Time to Live
Module 1: Where is your time going

Meet Your Coach: Francine Kaye

Francine KayeFrancine is a Personal and Professional Life Coach and also an experienced Time Management Trainer.

She has drawn on her extensive knowledge of time management techniques and her experience of working with people who have very heavy and varied demands on their time to create this course.

Each week, we’ll be covering a different topic, designed to explode your personal productivity, achieve your goals and give you more time to live!

Recommendation

While all the material in this course is available to you right now, I strongly suggest that you complete each of the modules in order. Each module includes a number of exercises (“Actions of the week”) that require you to do some work!

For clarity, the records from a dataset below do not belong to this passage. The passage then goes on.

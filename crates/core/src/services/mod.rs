//! Business logic services.

#![allow(missing_docs)]

pub mod engagement;
pub mod list;
pub mod list_item;
pub mod list_view;
pub mod review;
pub mod slug;

pub use engagement::EngagementService;
pub use list::{CreateListInput, ListService, RenameListInput};
pub use list_item::ListItemService;
pub use list_view::{ListViewService, ViewerIdentity};
pub use review::ReviewService;
pub use slug::SlugService;
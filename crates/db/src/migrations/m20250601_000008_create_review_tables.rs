//! Create movie and tv review tables migration.

use sea_orm_migration::prelude::*;

use super::m20250601_000001_create_user_table::User;

#[derive(DeriveMigrationName)]
pub struct Migration;

#[async_trait::async_trait]
impl MigrationTrait for Migration {
    async fn up(&self, manager: &SchemaManager) -> Result<(), DbErr> {
        manager
            .create_table(
                Table::create()
                    .table(MovieReview::Table)
                    .if_not_exists()
                    .col(
                        ColumnDef::new(MovieReview::Id)
                            .big_integer()
                            .not_null()
                            .auto_increment()
                            .primary_key(),
                    )
                    .col(ColumnDef::new(MovieReview::UserId).big_integer().not_null())
                    .col(ColumnDef::new(MovieReview::MovieId).integer().not_null())
                    .col(ColumnDef::new(MovieReview::Rating).double().not_null())
                    .col(
                        ColumnDef::new(MovieReview::Liked)
                            .boolean()
                            .not_null()
                            .default(false),
                    )
                    .col(
                        ColumnDef::new(MovieReview::Watched)
                            .boolean()
                            .not_null()
                            .default(true),
                    )
                    .col(ColumnDef::new(MovieReview::Review).text().null())
                    .col(
                        ColumnDef::new(MovieReview::CreatedAt)
                            .timestamp_with_time_zone()
                            .not_null()
                            .default(Expr::current_timestamp()),
                    )
                    .col(
                        ColumnDef::new(MovieReview::UpdatedAt)
                            .timestamp_with_time_zone()
                            .not_null()
                            .default(Expr::current_timestamp()),
                    )
                    .foreign_key(
                        ForeignKey::create()
                            .name("fk_movie_review_user")
                            .from(MovieReview::Table, MovieReview::UserId)
                            .to(User::Table, User::Id)
                            .on_delete(ForeignKeyAction::Cascade),
                    )
                    .to_owned(),
            )
            .await?;

        // Unique index: (user_id, movie_id) - one review per user per movie
        manager
            .create_index(
                Index::create()
                    .name("idx_movie_review_user_movie")
                    .table(MovieReview::Table)
                    .col(MovieReview::UserId)
                    .col(MovieReview::MovieId)
                    .unique()
                    .to_owned(),
            )
            .await?;

        // Index: movie_id (for aggregate reads)
        manager
            .create_index(
                Index::create()
                    .name("idx_movie_review_movie_id")
                    .table(MovieReview::Table)
                    .col(MovieReview::MovieId)
                    .to_owned(),
            )
            .await?;

        manager
            .create_table(
                Table::create()
                    .table(TvReview::Table)
                    .if_not_exists()
                    .col(
                        ColumnDef::new(TvReview::Id)
                            .big_integer()
                            .not_null()
                            .auto_increment()
                            .primary_key(),
                    )
                    .col(ColumnDef::new(TvReview::UserId).big_integer().not_null())
                    .col(ColumnDef::new(TvReview::SeriesId).integer().not_null())
                    .col(ColumnDef::new(TvReview::Rating).double().not_null())
                    .col(
                        ColumnDef::new(TvReview::Liked)
                            .boolean()
                            .not_null()
                            .default(false),
                    )
                    .col(
                        ColumnDef::new(TvReview::Watched)
                            .boolean()
                            .not_null()
                            .default(true),
                    )
                    .col(ColumnDef::new(TvReview::Review).text().null())
                    .col(
                        ColumnDef::new(TvReview::CreatedAt)
                            .timestamp_with_time_zone()
                            .not_null()
                            .default(Expr::current_timestamp()),
                    )
                    .col(
                        ColumnDef::new(TvReview::UpdatedAt)
                            .timestamp_with_time_zone()
                            .not_null()
                            .default(Expr::current_timestamp()),
                    )
                    .foreign_key(
                        ForeignKey::create()
                            .name("fk_tv_review_user")
                            .from(TvReview::Table, TvReview::UserId)
                            .to(User::Table, User::Id)
                            .on_delete(ForeignKeyAction::Cascade),
                    )
                    .to_owned(),
            )
            .await?;

        // Unique index: (user_id, series_id) - one review per user per series
        manager
            .create_index(
                Index::create()
                    .name("idx_tv_review_user_series")
                    .table(TvReview::Table)
                    .col(TvReview::UserId)
                    .col(TvReview::SeriesId)
                    .unique()
                    .to_owned(),
            )
            .await?;

        // Index: series_id (for aggregate reads)
        manager
            .create_index(
                Index::create()
                    .name("idx_tv_review_series_id")
                    .table(TvReview::Table)
                    .col(TvReview::SeriesId)
                    .to_owned(),
            )
            .await
    }

    async fn down(&self, manager: &SchemaManager) -> Result<(), DbErr> {
        manager
            .drop_table(Table::drop().table(TvReview::Table).to_owned())
            .await?;
        manager
            .drop_table(Table::drop().table(MovieReview::Table).to_owned())
            .await
    }
}

#[derive(DeriveIden)]
pub enum MovieReview {
    Table,
    Id,
    UserId,
    MovieId,
    Rating,
    Liked,
    Watched,
    Review,
    CreatedAt,
    UpdatedAt,
}

#[derive(DeriveIden)]
pub enum TvReview {
    Table,
    Id,
    UserId,
    SeriesId,
    Rating,
    Liked,
    Watched,
    Review,
    CreatedAt,
    UpdatedAt,
}
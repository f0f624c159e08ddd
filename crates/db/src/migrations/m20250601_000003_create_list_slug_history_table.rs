//! Create list slug history table migration.

use sea_orm_migration::prelude::*;

use super::m20250601_000002_create_list_table::List;

#[derive(DeriveMigrationName)]
pub struct Migration;

#[async_trait::async_trait]
impl MigrationTrait for Migration {
    async fn up(&self, manager: &SchemaManager) -> Result<(), DbErr> {
        manager
            .create_table(
                Table::create()
                    .table(ListSlugHistory::Table)
                    .if_not_exists()
                    .col(
                        ColumnDef::new(ListSlugHistory::Id)
                            .big_integer()
                            .not_null()
                            .auto_increment()
                            .primary_key(),
                    )
                    .col(
                        ColumnDef::new(ListSlugHistory::ListId)
                            .big_integer()
                            .not_null(),
                    )
                    .col(
                        ColumnDef::new(ListSlugHistory::OldSlug)
                            .string_len(120)
                            .not_null(),
                    )
                    .col(
                        ColumnDef::new(ListSlugHistory::CreatedAt)
                            .timestamp_with_time_zone()
                            .not_null()
                            .default(Expr::current_timestamp()),
                    )
                    .foreign_key(
                        ForeignKey::create()
                            .name("fk_list_slug_history_list")
                            .from(ListSlugHistory::Table, ListSlugHistory::ListId)
                            .to(List::Table, List::Id)
                            .on_delete(ForeignKeyAction::Cascade),
                    )
                    .to_owned(),
            )
            .await?;

        // Index: old_slug (for allocation probes against retired slugs)
        manager
            .create_index(
                Index::create()
                    .name("idx_list_slug_history_old_slug")
                    .table(ListSlugHistory::Table)
                    .col(ListSlugHistory::OldSlug)
                    .to_owned(),
            )
            .await?;

        // Index: list_id (for cascade and history listing)
        manager
            .create_index(
                Index::create()
                    .name("idx_list_slug_history_list_id")
                    .table(ListSlugHistory::Table)
                    .col(ListSlugHistory::ListId)
                    .to_owned(),
            )
            .await
    }

    async fn down(&self, manager: &SchemaManager) -> Result<(), DbErr> {
        manager
            .drop_table(Table::drop().table(ListSlugHistory::Table).to_owned())
            .await
    }
}

#[derive(DeriveIden)]
pub enum ListSlugHistory {
    Table,
    Id,
    ListId,
    OldSlug,
    CreatedAt,
}
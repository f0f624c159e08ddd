//! Application configuration.

use serde::Deserialize;
use std::path::Path;

/// Application configuration.
#[derive(Debug, Clone, Deserialize)]
pub struct Config {
    /// Server configuration.
    pub server: ServerConfig,
    /// Database configuration.
    pub database: DatabaseConfig,
    /// Domain-level tunables.
    #[serde(default)]
    pub app: AppConfig,
}

/// Server configuration.
#[derive(Debug, Clone, Deserialize)]
pub struct ServerConfig {
    /// Host to bind to.
    #[serde(default = "default_host")]
    pub host: String,
    /// Port to bind to.
    #[serde(default = "default_port")]
    pub port: u16,
    /// Public URL of this instance.
    pub url: String,
}

/// Database connection configuration.
#[derive(Debug, Clone, Deserialize)]
pub struct DatabaseConfig {
    /// `PostgreSQL` connection URL.
    pub url: String,
    /// Maximum number of connections in the pool.
    #[serde(default = "default_max_connections")]
    pub max_connections: u32,
    /// Minimum number of connections in the pool.
    #[serde(default = "default_min_connections")]
    pub min_connections: u32,
}

/// Domain-level tunables for the cataloguing core.
#[derive(Debug, Clone, Deserialize)]
pub struct AppConfig {
    /// Lowest accepted rating value (inclusive).
    #[serde(default = "default_rating_min")]
    pub rating_min: f64,
    /// Highest accepted rating value (inclusive).
    #[serde(default = "default_rating_max")]
    pub rating_max: f64,
    /// Hard cap on slug collision probes before giving up.
    #[serde(default = "default_slug_max_attempts")]
    pub slug_max_attempts: u32,
}

impl Default for AppConfig {
    fn default() -> Self {
        Self {
            rating_min: default_rating_min(),
            rating_max: default_rating_max(),
            slug_max_attempts: default_slug_max_attempts(),
        }
    }
}

fn default_host() -> String {
    "0.0.0.0".to_string()
}

const fn default_port() -> u16 {
    3000
}

const fn default_max_connections() -> u32 {
    100
}

const fn default_min_connections() -> u32 {
    5
}

const fn default_rating_min() -> f64 {
    0.5
}

const fn default_rating_max() -> f64 {
    10.0
}

const fn default_slug_max_attempts() -> u32 {
    200
}

impl Config {
    /// Load configuration from files and environment variables.
    ///
    /// Configuration is loaded in the following order:
    /// 1. `.env` file (if present)
    /// 2. `config/default.toml`
    /// 3. `config/{environment}.toml` (based on `REELIST_ENV`)
    /// 4. Environment variables with `REELIST_` prefix
    pub fn load() -> Result<Self, config::ConfigError> {
        dotenvy::dotenv().ok();

        let env = std::env::var("REELIST_ENV").unwrap_or_else(|_| "development".to_string());

        let config = config::Config::builder()
            .add_source(config::File::with_name("config/default").required(false))
            .add_source(config::File::with_name(&format!("config/{env}")).required(false))
            .add_source(
                config::Environment::with_prefix("REELIST")
                    .separator("__")
                    .try_parsing(true),
            )
            .build()?;

        config.try_deserialize()
    }

    /// Load configuration from a specific file.
    pub fn from_file<P: AsRef<Path>>(path: P) -> Result<Self, config::ConfigError> {
        let config = config::Config::builder()
            .add_source(config::File::from(path.as_ref()))
            .add_source(
                config::Environment::with_prefix("REELIST")
                    .separator("__")
                    .try_parsing(true),
            )
            .build()?;

        config.try_deserialize()
    }
}

#[cfg(test)]
mod tests {
    use super::*;

    #[test]
    fn test_app_config_defaults() {
        let app = AppConfig::default();
        assert_eq!(app.rating_min, 0.5);
        assert_eq!(app.rating_max, 10.0);
        assert_eq!(app.slug_max_attempts, 200);
    }
}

You will get most benefit from the course by taking your time and completing all the exercises before moving forward to the next module.

Part One

Hello. This is your wake-up call.

Without wanting to alarm you excessively, let’s take a reality check right now.

Life expectancy, although on the increase, still stands at 70.

  • Living the full span gives you 840 months’ worth of time to ‘spend’ from birth.
  • A third is spent asleep.
  • By 35 years old, half your quota spent
  • You now have 280 waking months left to live.

And yet, how many people out there are sleepwalking their way through their lives, or watching the clock and wishing it was Friday?

Thankfully you are not among them, or you wouldn’t be taking this course. But it’s naive and irrational to assume that we have ‘all the time in the world’.

Life is extremely short. Time is our most precious commodity. Make a decision, right here and right now, not to waste another moment!

Part Two

Emotional time

Time is an emotion. Although we use the clock and calendar to measure time, does this really describe the essence of time? Ever wondered why time goes quickly when you are absorbed and slowly when you are bored?

When you do too much of what you don’t value, you get stressed, (an emotion) if you don’t do what you think you should you do, you may feel guilty, (a feeling). It’s all about your emotional response to what you are doing.

Part Three

Reaction management

It’s our minute-by-minute reactions to stuff that happen, based on our emotions that make an impact on our day. Remember the last time you were late for an important meeting, or for work. What state of mind were you in when you arrived?

Understanding your own emotional reactions to ‘what happens’ each day will be your greatest influence in deciding how to manage your time.

You must learn to separate what actually happens from what you make it mean. If you cannot change the ‘what happened’, change your reaction – the ‘what you make it mean’. The physical and emotional quality of your daily life is based entirely on your emotional reactions to what happens.

Part Four

Attention management

You are now entering a new time zone.

Here, the word ‘should’ does not exist. Everything in this zone is a ‘must’ not a ‘should’. Those who use ‘should’, die of that sad, wasting disease known as ‘I should’ve been’!

There is no more physical time for any of us. People who are successful with time will tell you that you must spend your time focusing on what’s most important at any given moment.

Since what you focus on is simply what you pay attention to, you must become aware of some important distinctions.

You must know the difference between Vital v Urgent.

  • The doorbell rings during your weekly family dinner – is it urgent?
  • Your boss wants an item now, is that urgent?
  • Is faxing over details to client now because that’s what he asked for urgent?

‘Not necessarily’, I hear you say. Yes! It’s all urgent.

Anything that happens right now, in the moment, is urgent. The real skill comes in defining whether it’s important or not and then responding effectively.

Part Five

Making distinctions

Before every task you undertake this week, ask yourself is it:

  • Urgent
  • Urgent and Important
  • Important
  • Not urgent and not important

The more often you ask yourself the question, the clearer you’ll be in your own mind. And once you’re clear in your mind, you can decide what action to take.

Action!

Actions of the Week

There is just one action item this week – but it is a vital first step, so please don’t move on until you have completed it.

I want you to keep a time log for at least five consecutive days, so we know exactly where and how you spend your time. Draw up a table using these headings or create your own. Be meticulous in recording everything for at least five days.

For example:

Time Task/Activity Time Completed Comments
9.30 Planning Day 9.45 I know where to focus today

By doing this you will raise your daily awareness of your own emotional reactions; how you make your decisions and the actions you decide to take.

You’ll have the invaluable tools needed for Week 2 when you’ll learn the importance of planning and prioritising.